_EXERCISE REQUIREMENTS_
Go through the entries that follow and count every line with the string "ChildrenFn". Reply with the number only.

_DATASET CONTENT_
>>>

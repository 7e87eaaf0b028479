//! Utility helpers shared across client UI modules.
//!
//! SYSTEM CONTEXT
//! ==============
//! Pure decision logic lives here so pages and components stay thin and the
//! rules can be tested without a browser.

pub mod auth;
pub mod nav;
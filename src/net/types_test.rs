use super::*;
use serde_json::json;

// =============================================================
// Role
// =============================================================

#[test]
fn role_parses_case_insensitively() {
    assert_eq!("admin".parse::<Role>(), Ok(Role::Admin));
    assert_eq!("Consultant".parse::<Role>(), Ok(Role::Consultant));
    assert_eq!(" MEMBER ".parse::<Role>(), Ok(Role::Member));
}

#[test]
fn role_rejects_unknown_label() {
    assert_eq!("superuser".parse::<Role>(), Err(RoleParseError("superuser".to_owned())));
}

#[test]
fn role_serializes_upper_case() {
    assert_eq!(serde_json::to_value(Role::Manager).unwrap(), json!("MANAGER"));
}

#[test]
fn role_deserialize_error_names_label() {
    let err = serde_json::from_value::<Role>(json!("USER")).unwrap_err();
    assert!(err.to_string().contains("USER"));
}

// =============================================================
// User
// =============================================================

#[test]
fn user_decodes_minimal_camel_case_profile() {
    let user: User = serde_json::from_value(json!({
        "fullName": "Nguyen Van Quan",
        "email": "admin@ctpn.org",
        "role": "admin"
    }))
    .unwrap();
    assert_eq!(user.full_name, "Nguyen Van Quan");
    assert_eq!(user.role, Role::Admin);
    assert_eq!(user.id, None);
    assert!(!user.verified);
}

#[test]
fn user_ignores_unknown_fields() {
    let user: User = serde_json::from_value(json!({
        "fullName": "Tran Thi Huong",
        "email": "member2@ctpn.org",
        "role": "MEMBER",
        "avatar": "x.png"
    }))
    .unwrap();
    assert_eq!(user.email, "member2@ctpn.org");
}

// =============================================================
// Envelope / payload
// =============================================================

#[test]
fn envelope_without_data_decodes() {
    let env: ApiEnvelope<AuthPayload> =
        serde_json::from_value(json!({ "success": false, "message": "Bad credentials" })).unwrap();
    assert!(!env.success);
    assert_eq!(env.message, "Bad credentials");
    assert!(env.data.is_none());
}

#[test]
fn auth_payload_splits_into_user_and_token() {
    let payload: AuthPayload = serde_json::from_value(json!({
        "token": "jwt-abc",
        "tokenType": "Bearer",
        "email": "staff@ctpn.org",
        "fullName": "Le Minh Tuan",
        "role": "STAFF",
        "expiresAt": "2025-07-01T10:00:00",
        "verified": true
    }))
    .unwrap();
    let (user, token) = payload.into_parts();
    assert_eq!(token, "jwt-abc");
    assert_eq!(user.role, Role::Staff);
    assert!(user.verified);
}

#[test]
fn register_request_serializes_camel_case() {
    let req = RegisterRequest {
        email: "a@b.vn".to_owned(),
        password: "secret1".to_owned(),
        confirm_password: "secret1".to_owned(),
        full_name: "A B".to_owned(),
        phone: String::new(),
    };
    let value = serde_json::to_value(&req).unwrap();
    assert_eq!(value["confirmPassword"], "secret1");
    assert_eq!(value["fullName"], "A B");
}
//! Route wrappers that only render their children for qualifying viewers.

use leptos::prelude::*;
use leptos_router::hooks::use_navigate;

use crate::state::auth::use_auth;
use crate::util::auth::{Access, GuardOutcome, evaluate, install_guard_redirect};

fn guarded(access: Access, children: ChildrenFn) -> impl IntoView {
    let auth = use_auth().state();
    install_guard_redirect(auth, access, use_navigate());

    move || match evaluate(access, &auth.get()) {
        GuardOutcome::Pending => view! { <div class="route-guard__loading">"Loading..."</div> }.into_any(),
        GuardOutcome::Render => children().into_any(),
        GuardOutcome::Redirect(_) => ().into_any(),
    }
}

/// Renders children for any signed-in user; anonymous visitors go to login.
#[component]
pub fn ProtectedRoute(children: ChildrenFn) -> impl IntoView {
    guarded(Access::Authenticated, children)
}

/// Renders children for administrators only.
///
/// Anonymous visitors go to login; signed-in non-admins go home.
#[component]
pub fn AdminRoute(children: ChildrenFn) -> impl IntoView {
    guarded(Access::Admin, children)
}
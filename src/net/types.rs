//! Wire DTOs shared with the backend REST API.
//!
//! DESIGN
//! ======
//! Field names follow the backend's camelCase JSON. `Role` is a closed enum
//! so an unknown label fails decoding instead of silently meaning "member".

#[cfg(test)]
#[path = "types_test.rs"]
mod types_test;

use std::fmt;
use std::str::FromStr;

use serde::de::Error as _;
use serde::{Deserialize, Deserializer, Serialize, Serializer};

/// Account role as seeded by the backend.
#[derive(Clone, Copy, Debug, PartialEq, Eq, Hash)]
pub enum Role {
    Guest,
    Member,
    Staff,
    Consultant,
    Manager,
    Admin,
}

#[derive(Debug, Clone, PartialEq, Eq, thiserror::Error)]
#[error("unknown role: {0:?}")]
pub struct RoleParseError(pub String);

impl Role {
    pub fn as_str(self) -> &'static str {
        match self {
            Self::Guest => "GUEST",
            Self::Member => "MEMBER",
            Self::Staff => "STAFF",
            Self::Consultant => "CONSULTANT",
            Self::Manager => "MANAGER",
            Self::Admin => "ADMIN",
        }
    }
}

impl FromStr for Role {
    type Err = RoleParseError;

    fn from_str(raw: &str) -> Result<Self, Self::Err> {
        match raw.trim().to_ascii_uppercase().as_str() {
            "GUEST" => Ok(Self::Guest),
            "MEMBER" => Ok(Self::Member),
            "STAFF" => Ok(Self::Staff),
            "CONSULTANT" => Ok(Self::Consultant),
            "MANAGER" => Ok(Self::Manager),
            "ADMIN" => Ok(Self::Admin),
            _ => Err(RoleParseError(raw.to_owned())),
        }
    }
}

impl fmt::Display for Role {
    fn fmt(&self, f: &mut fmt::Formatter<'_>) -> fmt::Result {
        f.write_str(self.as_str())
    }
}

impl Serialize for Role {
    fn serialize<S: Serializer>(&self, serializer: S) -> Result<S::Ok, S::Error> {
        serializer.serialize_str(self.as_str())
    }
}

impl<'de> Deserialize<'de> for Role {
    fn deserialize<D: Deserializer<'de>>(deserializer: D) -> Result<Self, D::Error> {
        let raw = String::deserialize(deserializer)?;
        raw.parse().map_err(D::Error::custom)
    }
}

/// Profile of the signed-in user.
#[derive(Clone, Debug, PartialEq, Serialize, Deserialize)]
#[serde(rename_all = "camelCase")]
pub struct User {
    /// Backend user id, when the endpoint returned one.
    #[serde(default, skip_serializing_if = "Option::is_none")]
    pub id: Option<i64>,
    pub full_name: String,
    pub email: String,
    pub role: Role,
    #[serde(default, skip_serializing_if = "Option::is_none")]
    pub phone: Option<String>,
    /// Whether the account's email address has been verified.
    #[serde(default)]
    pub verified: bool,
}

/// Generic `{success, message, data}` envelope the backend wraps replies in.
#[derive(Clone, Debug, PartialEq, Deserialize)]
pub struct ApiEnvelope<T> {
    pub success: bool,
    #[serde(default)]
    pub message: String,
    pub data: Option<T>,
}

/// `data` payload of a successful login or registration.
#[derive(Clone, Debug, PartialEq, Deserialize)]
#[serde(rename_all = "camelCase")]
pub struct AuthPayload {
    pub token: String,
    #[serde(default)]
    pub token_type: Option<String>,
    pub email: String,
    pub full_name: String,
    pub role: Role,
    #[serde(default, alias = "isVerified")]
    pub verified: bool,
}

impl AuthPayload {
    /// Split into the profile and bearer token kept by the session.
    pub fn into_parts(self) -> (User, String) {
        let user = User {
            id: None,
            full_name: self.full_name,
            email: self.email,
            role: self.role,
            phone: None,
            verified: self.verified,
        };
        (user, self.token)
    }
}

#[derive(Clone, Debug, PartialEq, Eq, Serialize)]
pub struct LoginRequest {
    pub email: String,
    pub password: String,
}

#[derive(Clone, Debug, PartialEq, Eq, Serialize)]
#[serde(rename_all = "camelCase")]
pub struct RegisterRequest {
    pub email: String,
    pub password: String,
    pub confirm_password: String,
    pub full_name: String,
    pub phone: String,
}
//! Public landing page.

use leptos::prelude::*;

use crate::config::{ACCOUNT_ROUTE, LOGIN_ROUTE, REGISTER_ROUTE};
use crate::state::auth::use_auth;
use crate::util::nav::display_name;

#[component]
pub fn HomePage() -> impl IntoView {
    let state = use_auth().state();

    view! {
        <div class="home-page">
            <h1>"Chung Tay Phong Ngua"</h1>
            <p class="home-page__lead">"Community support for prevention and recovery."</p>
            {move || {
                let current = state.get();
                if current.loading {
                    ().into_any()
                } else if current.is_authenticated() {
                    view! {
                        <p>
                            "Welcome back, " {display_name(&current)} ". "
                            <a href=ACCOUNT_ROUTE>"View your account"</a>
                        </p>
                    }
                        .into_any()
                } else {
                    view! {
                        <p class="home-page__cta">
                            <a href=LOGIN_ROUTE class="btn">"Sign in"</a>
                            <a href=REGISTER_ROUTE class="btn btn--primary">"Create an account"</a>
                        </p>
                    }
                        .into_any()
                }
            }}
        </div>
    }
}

<<<

_REPLY_
3